AP: The Spanish ObamaCare website is just about as awful as the English version
posted at 5:01 pm on January 12, 2014 by Erika Johnsen
What was initially supposed to be what Spanish-speaking Americans were assured was a trifling delay of merely three weeks soon became a delay of more than two months, and the Spanish-language version of HealthCare.Gov didn’t end up opening for business until December 6th — less than a few weeks before the deadline to obtain January-1st coverage. Much like the debut of the English version of HealthCare.Gov, however, Spanish speakers have been encountering their own slew of functionality problems in the very belatedly available opportunity to signup online, via the AP:
And the translations were so clunky and full of grammatical mistakes that critics say they must have been computer-generated — the name of the site itself can literally be read “for the caution of health.”
“When you get into the details of the plans, it’s not all written in Spanish. It’s written in Spanglish, so we end up having to translate it for them,” said Adrian Madriz, a health care navigator who helps with enrollment in Miami. …
In New Mexico, the state with the nation’s highest percentage of Latino residents and where more than 20 percent of the state’s population goes without health insurance, fewer than 1,000 people total signed up for coverage in October and November. …
“In my opinion, the website doesn’t work,” said Grettl Diaz, a 37-year-old Miami gas station cashier who is originally from Cuba.
Diaz said she tried to sign up at home using CuidadoDeSalud.gov. After she couldn’t get the website to accept a scanned document, she called the government’s Spanish hotline seeking help. However, she was repeatedly told to call back because the site was down. She got through days later and waited over an hour for an operator before she was ultimately disconnected.
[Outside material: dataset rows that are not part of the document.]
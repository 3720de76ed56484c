use crate::backend::{LocalBackend, RemoteBackend, SharedBackend};
use gateway_core::capability::Caps;
use gateway_core::{BackendKind, GatewayError, LoadMode, Result};
use gateway_settings::ModelsConfig;
use std::collections::HashMap;
use std::sync::Arc;
use std::time::Duration;

#[derive(Debug, Clone)]
pub struct ModelMeta {
    pub backend_name: &'static str,
    pub load_mode: LoadMode,
    pub caps: Caps,
}

/// `model-id -> backend` map plus default-id and per-model metadata.
/// Immutable after `build()` except for the `off -> loaded` transition,
/// which callers serialize behind their own mutex (see
/// `gateway-server::state`).
pub struct MultiModelManager {
    backends: HashMap<String, SharedBackend>,
    meta: HashMap<String, ModelMeta>,
    default_id: String,
    order: Vec<String>,
}

impl MultiModelManager {
    pub fn build(config: &ModelsConfig, remote_timeout: Duration) -> Result<Self> {
        let mut backends = HashMap::new();
        let mut meta = HashMap::new();
        let mut order = Vec::new();

        for spec in &config.models {
            let backend: SharedBackend = match spec.backend {
                BackendKind::Local => Arc::new(LocalBackend::new(spec.id.clone())),
                BackendKind::Remote => {
                    let base_url = spec.base_url.clone().ok_or_else(|| {
                        GatewayError::ModelConfigInvalid(format!("model `{}` missing base_url", spec.id))
                    })?;
                    Arc::new(RemoteBackend::new(spec.id.clone(), base_url, remote_timeout))
                }
            };
            let caps = Caps::from_raw(spec.capabilities.clone());
            order.push(spec.id.clone());
            meta.insert(
                spec.id.clone(),
                ModelMeta { backend_name: backend.backend_name(), load_mode: spec.load_mode, caps },
            );
            backends.insert(spec.id.clone(), backend);
        }

        Ok(Self { backends, meta, default_id: config.primary_id.clone(), order })
    }

    pub fn default_id(&self) -> &str {
        &self.default_id
    }

    pub fn get(&self, model_id: &str) -> Result<SharedBackend> {
        self.backends
            .get(model_id)
            .cloned()
            .ok_or_else(|| GatewayError::ModelMissing(model_id.to_string()))
    }

    pub fn meta(&self, model_id: &str) -> Option<&ModelMeta> {
        self.meta.get(model_id)
    }

    pub fn contains(&self, model_id: &str) -> bool {
        self.backends.contains_key(model_id)
    }

    /// Best model for `cap`: the default if it supports it, else the
    /// first model (in config order) that does, else the default anyway.
    pub fn default_for(&self, cap: gateway_core::Cap) -> String {
        if self.meta.get(&self.default_id).map(|m| m.caps.has(cap)).unwrap_or(true) {
            return self.default_id.clone();
        }
        for id in &self.order {
            if self.meta.get(id).map(|m| m.caps.has(cap)).unwrap_or(true) {
                return id.clone();
            }
        }
        self.default_id.clone()
    }

    /// Loads only the default backend.
    pub async fn ensure_loaded(&self) -> Result<()> {
        self.get(&self.default_id)?.ensure_loaded().await
    }

    /// Loads every backend that has a loader (all of them, here — every
    /// backend implements `ensure_loaded`, local ones actually load
    /// weights while remote ones are a no-op).
    pub async fn load_all(&self) -> Result<()> {
        for backend in self.backends.values() {
            backend.ensure_loaded().await?;
        }
        Ok(())
    }

    pub fn is_loaded(&self, model_id: &str) -> Result<bool> {
        Ok(self.get(model_id)?.is_loaded())
    }

    /// Force-loads a single backend, regardless of its configured load
    /// mode. Used by the admin `models/load` endpoint, including to bring
    /// an `off`-mode model up without restarting the process.
    pub async fn load_one(&self, model_id: &str) -> Result<()> {
        self.get(model_id)?.ensure_loaded().await
    }

    /// Ordered status rows for `/v1/models` and readiness surfaces.
    pub fn status(&self) -> Vec<ModelStatus> {
        self.order
            .iter()
            .map(|id| {
                let backend = self.backends.get(id).expect("order is derived from backends map");
                let meta = self.meta.get(id).expect("meta inserted alongside backend");
                ModelStatus {
                    model_id: id.clone(),
                    backend_name: meta.backend_name,
                    load_mode: meta.load_mode,
                    loaded: backend.is_loaded(),
                    is_default: id == &self.default_id,
                    caps: meta.caps.clone(),
                }
            })
            .collect()
    }
}

#[derive(Debug, Clone, serde::Serialize)]
pub struct ModelStatus {
    pub model_id: String,
    pub backend_name: &'static str,
    pub load_mode: LoadMode,
    pub loaded: bool,
    pub is_default: bool,
    #[serde(skip)]
    pub caps: Caps,
}

#[cfg(test)]
mod tests {
    use super::*;
    use gateway_settings::model_config::{ModelsConfigSource, ModelsDefaults};
    use gateway_settings::ModelSpec;

    fn local_spec(id: &str, load_mode: LoadMode) -> ModelSpec {
        ModelSpec {
            id: id.to_string(),
            backend: BackendKind::Local,
            load_mode,
            capabilities: None,
            device: None,
            dtype: None,
            quantization: None,
            trust_remote_code: false,
            notes: None,
            base_url: None,
        }
    }

    fn build(models: Vec<ModelSpec>, primary: &str) -> MultiModelManager {
        let source = ModelsConfigSource {
            primary_id: primary.to_string(),
            models,
            defaults: ModelsDefaults::default(),
        };
        let cfg = ModelsConfig::validate(source).unwrap();
        MultiModelManager::build(&cfg, Duration::from_secs(5)).unwrap()
    }

    #[test]
    fn missing_model_is_an_error() {
        let mgr = build(vec![local_spec("a", LoadMode::Lazy)], "a");
        let err = mgr.get("nope").unwrap_err();
        assert_eq!(err.code(), "model_missing");
    }

    #[tokio::test]
    async fn ensure_loaded_only_loads_default() {
        let mgr = build(vec![local_spec("a", LoadMode::Lazy), local_spec("b", LoadMode::Lazy)], "a");
        mgr.ensure_loaded().await.unwrap();
        assert!(mgr.is_loaded("a").unwrap());
        assert!(!mgr.is_loaded("b").unwrap());
    }

    #[tokio::test]
    async fn load_all_loads_every_backend() {
        let mgr = build(vec![local_spec("a", LoadMode::Lazy), local_spec("b", LoadMode::Lazy)], "a");
        mgr.load_all().await.unwrap();
        assert!(mgr.is_loaded("a").unwrap());
        assert!(mgr.is_loaded("b").unwrap());
    }

    #[test]
    fn status_preserves_config_order_with_primary_first() {
        let mgr = build(vec![local_spec("b", LoadMode::Lazy), local_spec("a", LoadMode::Lazy)], "a");
        let status = mgr.status();
        assert_eq!(status[0].model_id, "a");
        assert!(status[0].is_default);
    }
}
And I would imagine that all of the technical medical and financial lingo it takes to describe health insurance plans makes the computer-generated translations all the more difficult to navigate. Obama administration have been quick to point out, much like they were in the glitch-riddled rollout of the English version, that there have been paper and phone options available to Spanish speakers all the while, but there’s just no getting around the fact that yet another one of their grandiose ObamaCare promises — in this case, to concentrate major resources in the effort to provide easy access to a group with among the highest uninsured rates in the nation — has fallen tremendously, incompetently flat.